Individuals with CDSN Gene Hypotrichosis type 2 experience hair loss from birth or shortly after. The hair loss is typically patchy and affects the scalp, eyebrows, eyelashes, and other areas of the body. The hair that does grow is often thin, brittle, and easily breakable. In some cases, affected individuals may also have abnormal nails and teeth.
Symptoms of CDSN Gene Hypotrichosis type 2
The symptoms of CDSN Gene Hypotrichosis type 2 include:
- Patchy hair loss
- Thin, brittle hair
- Abnormal nails and teeth
Diagnosis of CDSN Gene Hypotrichosis type 2
CDSN Gene Hypotrichosis type 2 is diagnosed through genetic testing. Next-generation sequencing (NGS) genetic DNA testing is a highly accurate and sensitive method for detecting mutations in the CDSN gene. This test can identify the specific mutation responsible for the disorder and confirm the diagnosis.
Cost of CDSN Gene Hypotrichosis type 2 NGS Genetic DNA Test
The cost of CDSN Gene Hypotrichosis type 2 NGS Genetic DNA Test in India is approximately INR 20,000. However, the cost may vary depending on the laboratory and location.
Conclusion
CDSN Gene Hypotrichosis type 2 is a rare genetic disorder that affects hair growth. It is caused by a mutation in the CDSN gene, and individuals with this disorder experience patchy hair loss, thin, brittle hair, and abnormal nails and teeth. NGS genetic DNA testing is an accurate and reliable method for diagnosing CDSN Gene Hypotrichosis type 2, and the cost of the test in India is approximately INR 20,000.
If you suspect that you or a loved one may have CDSN Gene Hypotrichosis type 2, it is important to consult a genetic counselor and undergo genetic testing to confirm the diagnosis. With a proper diagnosis, affected individuals can receive appropriate care and treatment to manage the disorder and improve their quality of life.

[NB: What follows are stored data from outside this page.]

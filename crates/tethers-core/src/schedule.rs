//! System set ordering for the tethers pipeline.

use bevy::prelude::*;

// ---------------------------------------------------------------------------
// TethersSet
// ---------------------------------------------------------------------------

/// System sets ordering the tethers pipeline within `Update`.
///
/// Lifecycle dispatch runs before the physics step so constraints created
/// or removed this frame are seen by the solver in the same frame.
#[derive(SystemSet, Debug, Clone, Copy, PartialEq, Eq, Hash)]
pub enum TethersSet {
    /// Constraint lifecycle dispatch (establish / tear down).
    Lifecycle,
    /// Physics pipeline stepping.
    Simulate,
}

// ---------------------------------------------------------------------------
// TethersCorePlugin
// ---------------------------------------------------------------------------

/// Core plugin: configures [`TethersSet`] ordering on the `Update` schedule.
pub struct TethersCorePlugin;

impl Plugin for TethersCorePlugin {
    fn build(&self, app: &mut App) {
        app.configure_sets(
            Update,
            (TethersSet::Lifecycle, TethersSet::Simulate).chain(),
        );
    }
}

// ---------------------------------------------------------------------------
// Tests
// ---------------------------------------------------------------------------
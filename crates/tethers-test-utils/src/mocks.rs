//! Mock implementations of the constraint backend for testing.
//!
//! [`RecordingBackend`] stands in for a physics engine: bodies and poses
//! are scripted up front, every call is recorded in order, and constraint
//! ids are minted from a counter.

use std::collections::{HashMap, HashSet};

use bevy::prelude::*;

use tethers_core::types::{BodyHandle, ConstraintId};
use tethers_physics::backend::ConstraintBackend;
use tethers_physics::params::PointConstraintParams;

// ---------------------------------------------------------------------------
// BackendCall
// ---------------------------------------------------------------------------

/// A single call recorded by [`RecordingBackend`].
#[derive(Debug, Clone, PartialEq)]
pub enum BackendCall {
    /// `add_constraint`, with the request and the id handed out (`None`
    /// when the backend rejected the request).
    Create {
        body: BodyHandle,
        params: PointConstraintParams,
        id: Option<ConstraintId>,
    },
    /// `update_constraint`.
    Update {
        body: BodyHandle,
        id: ConstraintId,
        remove: bool,
    },
}

impl BackendCall {
    /// Returns `true` for create calls.
    #[must_use]
    pub const fn is_create(&self) -> bool {
        matches!(self, Self::Create { .. })
    }

    /// Returns `true` for removal updates.
    #[must_use]
    pub const fn is_removal(&self) -> bool {
        matches!(self, Self::Update { remove: true, .. })
    }
}

// ---------------------------------------------------------------------------
// RecordingBackend
// ---------------------------------------------------------------------------

/// An in-memory [`ConstraintBackend`] that records every call.
#[derive(Resource, Default)]
pub struct RecordingBackend {
    bodies: HashMap<Entity, (Vec3, Quat)>,
    anchors: HashSet<Entity>,
    /// Every call issued against this backend, in order.
    pub calls: Vec<BackendCall>,
    /// When set, `add_constraint` returns `None`.
    pub reject_creates: bool,
    next_id: u64,
}

impl RecordingBackend {
    /// Create an empty backend with no bodies scripted.
    #[must_use]
    pub fn new() -> Self {
        Self::default()
    }

    /// Script `entity` as physicalized with the given world pose.
    pub fn physicalize(&mut self, entity: Entity, translation: Vec3, rotation: Quat) {
        self.bodies.insert(entity, (translation, rotation));
    }

    /// Builder form of [`physicalize`](Self::physicalize) with identity
    /// rotation.
    #[must_use]
    pub fn with_body(mut self, entity: Entity, translation: Vec3) -> Self {
        self.physicalize(entity, translation, Quat::IDENTITY);
        self
    }

    /// Forget `entity`'s physical representation.
    pub fn unphysicalize(&mut self, entity: Entity) {
        self.bodies.remove(&entity);
    }

    /// Whether an anchor slot was created for `entity`.
    #[must_use]
    pub fn has_anchor(&self, entity: Entity) -> bool {
        self.anchors.contains(&entity)
    }

    /// Number of recorded create calls.
    #[must_use]
    pub fn creates(&self) -> usize {
        self.calls.iter().filter(|call| call.is_create()).count()
    }

    /// Number of recorded removal updates.
    #[must_use]
    pub fn removals(&self) -> usize {
        self.calls.iter().filter(|call| call.is_removal()).count()
    }
}

impl ConstraintBackend for RecordingBackend {
    fn body(&self, entity: Entity) -> Option<BodyHandle> {
        self.bodies
            .contains_key(&entity)
            .then(|| BodyHandle(entity))
    }

    fn anchor_transform(&mut self, entity: Entity) -> Option<(Vec3, Quat)> {
        self.anchors.insert(entity);
        self.bodies.get(&entity).copied()
    }

    fn add_constraint(
        &mut self,
        body: BodyHandle,
        params: &PointConstraintParams,
    ) -> Option<ConstraintId> {
        let id = if self.reject_creates {
            None
        } else {
            self.next_id += 1;
            Some(ConstraintId(self.next_id))
        };
        self.calls.push(BackendCall::Create {
            body,
            params: params.clone(),
            id,
        });
        id
    }

    fn update_constraint(&mut self, body: BodyHandle, id: ConstraintId, remove: bool) {
        self.calls.push(BackendCall::Update { body, id, remove });
    }

    fn name(&self) -> &str {
        "recording"
    }
}

// ---------------------------------------------------------------------------
// Tests
// ---------------------------------------------------------------------------
// tethers-physics: Engine-agnostic constraint backend for tethers.
//
// Provides a `ConstraintBackend` trait so the concrete engine (rapier3d,
// XPBD, etc.) can be swapped without changing the constraint manager, plus
// the rapier3d implementation. The plugin inserts the rapier world and
// registers the step system.

pub mod backend;
pub mod params;
pub mod plugin;
pub mod rapier;

// ---------------------------------------------------------------------------
// Prelude
// ---------------------------------------------------------------------------

pub mod prelude {
    pub use crate::{
        backend::ConstraintBackend,
        params::{Buddy, ConstraintFlags, PointConstraintParams},
        plugin::TethersPhysicsPlugin,
        rapier::RapierWorld,
    };
}

// Re-export the plugin at crate root for convenience.
pub use plugin::TethersPhysicsPlugin;

// ---------------------------------------------------------------------------
// Tests
// ---------------------------------------------------------------------------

For more information on genetic testing and counseling, contact DNA Labs India today.
The CDSN gene encodes a protein called corneodesmosin, which is found in the hair follicles and plays a role in maintaining the structure of the skin and hair.
Mutations in the CDSN gene can lead to Hypotrichosis Type 2, resulting in hair loss or thinning. The condition is typically inherited in an autosomal recessive manner, meaning that an individual needs to inherit two copies of the mutated gene (one from each parent) to manifest the disorder.
NGS (Next-Generation Sequencing) genetic DNA tests are used to analyze the DNA sequence of genes like CDSN to identify any mutations or variants that may be associated with Hypotrichosis Type 2.
If you or someone you know is considering genetic testing for Hypotrichosis Type 2 related to the CDSN gene, I recommend consulting with a dermatologist, a medical geneticist, or a genetic counselor. They can provide accurate and current information about the condition, the implications of genetic testing, and any available treatment or management options. Medical knowledge can evolve, so it's important to rely on expert guidance for the latest information.